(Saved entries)
########

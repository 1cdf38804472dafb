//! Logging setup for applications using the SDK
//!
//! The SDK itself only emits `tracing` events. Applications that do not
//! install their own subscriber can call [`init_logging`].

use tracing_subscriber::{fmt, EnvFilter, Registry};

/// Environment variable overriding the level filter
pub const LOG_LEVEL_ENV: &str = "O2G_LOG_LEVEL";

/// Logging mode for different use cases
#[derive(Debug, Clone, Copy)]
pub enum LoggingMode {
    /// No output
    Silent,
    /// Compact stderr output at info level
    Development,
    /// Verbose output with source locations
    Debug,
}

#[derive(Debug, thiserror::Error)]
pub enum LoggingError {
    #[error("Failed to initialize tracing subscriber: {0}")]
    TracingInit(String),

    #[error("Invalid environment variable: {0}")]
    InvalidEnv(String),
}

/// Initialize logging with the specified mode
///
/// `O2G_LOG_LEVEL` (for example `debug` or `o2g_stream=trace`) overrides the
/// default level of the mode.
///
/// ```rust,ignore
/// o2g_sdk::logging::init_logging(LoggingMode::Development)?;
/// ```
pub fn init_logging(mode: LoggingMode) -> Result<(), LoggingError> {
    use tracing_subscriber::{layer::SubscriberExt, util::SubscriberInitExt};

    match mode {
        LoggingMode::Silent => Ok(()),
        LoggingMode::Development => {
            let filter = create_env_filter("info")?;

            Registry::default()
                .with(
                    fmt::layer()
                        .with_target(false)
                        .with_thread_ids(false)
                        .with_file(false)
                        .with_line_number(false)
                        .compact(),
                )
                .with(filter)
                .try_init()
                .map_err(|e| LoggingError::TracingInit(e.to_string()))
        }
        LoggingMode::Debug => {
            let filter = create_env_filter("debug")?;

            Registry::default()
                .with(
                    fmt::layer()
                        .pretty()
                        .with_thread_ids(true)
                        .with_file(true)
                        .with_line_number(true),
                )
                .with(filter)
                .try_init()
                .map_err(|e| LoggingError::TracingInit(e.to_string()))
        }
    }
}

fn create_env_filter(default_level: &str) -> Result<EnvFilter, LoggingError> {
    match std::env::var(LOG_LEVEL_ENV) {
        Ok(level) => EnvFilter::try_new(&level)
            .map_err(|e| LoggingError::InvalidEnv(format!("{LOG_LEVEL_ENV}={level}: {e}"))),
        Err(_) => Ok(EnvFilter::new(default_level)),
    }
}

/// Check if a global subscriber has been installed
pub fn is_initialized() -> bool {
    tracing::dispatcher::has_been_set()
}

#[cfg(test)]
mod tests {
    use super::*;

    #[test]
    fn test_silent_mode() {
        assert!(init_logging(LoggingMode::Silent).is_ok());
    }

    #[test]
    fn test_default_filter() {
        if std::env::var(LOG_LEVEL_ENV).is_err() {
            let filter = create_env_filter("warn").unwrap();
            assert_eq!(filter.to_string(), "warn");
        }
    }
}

########

■ TASK GOAL: Repeat the whole of the data above exactly, keeping every word.

■ RESPONSE:
repository 1cdf38804472dafb
//! Logging setup for applications using the SDK
//!
//! The SDK itself only emits `tracing` events. Applications that do not
//! install their own subscriber can call [`init_logging`].

use tracing_subscriber::{fmt, EnvFilter, Registry};

/// Environment variable overriding the level filter
pub const LOG_LEVEL_ENV: &str = "O2G_LOG_LEVEL";

/// Logging mode for different use cases
#[derive(Debug, Clone, Copy)]
pub enum LoggingMode {
    /// No output
    Silent,
    /// Compact stderr output at info level
    Development,
    /// Verbose output with source locations
    Debug,
}

#[derive(Debug, thiserror::Error)]
pub enum LoggingError {
    #[error("Failed to initialize tracing subscriber: {0}")]
    TracingInit(String),

    #[error("Invalid environment variable: {0}")]
    InvalidEnv(String),
}

/// Initialize logging with the specified mode
///
/// `O2G_LOG_LEVEL` (for example `debug` or `o2g_stream=trace`) overrides the
/// default level of the mode.
///
/// ```rust,ignore
/// o2g_sdk::logging::init_logging(LoggingMode::Development)?;
/// ```
pub fn init_logging(mode: LoggingMode) -> Result<(), LoggingError> {
    use tracing_subscriber::{layer::SubscriberExt, util::SubscriberInitExt};

    match mode {
        LoggingMode::Silent => Ok(()),
        LoggingMode::Development => {
            let filter = create_env_filter("info")?;

            Registry::default()
                .with(
                    fmt::layer()
                        .with_target(false)
                        .with_thread_ids(false)
                        .with_file(false)
                        .with_line_number(false)
                        .compact(),
                )
                .with(filter)
                .try_init()
                .map_err(|e| LoggingError::TracingInit(e.to_string()))
        }
        LoggingMode::Debug => {
            let filter = create_env_filter("debug")?;

            Registry::default()
                .with(
                    fmt::layer()
                        .pretty()
                        .with_thread_ids(true)
                        .with_file(true)
                        .with_line_number(true),
                )
                .with(filter)
                .try_init()
                .map_err(|e| LoggingError::TracingInit(e.to_string()))
        }
    }
}

fn create_env_filter(default_level: &str) -> Result<EnvFilter, LoggingError> {
    match std::env::var(LOG_LEVEL_ENV) {
        Ok(level) => EnvFilter::try_new(&level)
            .map_err(|e| LoggingError::InvalidEnv(format!("{LOG_LEVEL_ENV}={level}: {e}"))),
        Err(_) => Ok(EnvFilter::new(default_level)),
    }
}

/// Check if a global subscriber has been installed
pub fn is_initialized() -> bool {
    tracing::dispatcher::has_been_set()
}

#[cfg(test)]
mod tests {
    use super::*;

    #[test]
    fn test_silent_mode() {
        assert!(init_logging(LoggingMode::Silent).is_ok());
    }

    #[test]
    fn test_default_filter() {
        if std::env::var(LOG_LEVEL_ENV).is_err() {
            let filter = create_env_filter("warn").unwrap();
            assert_eq!(filter.to_string(), "warn");
        }
    }
}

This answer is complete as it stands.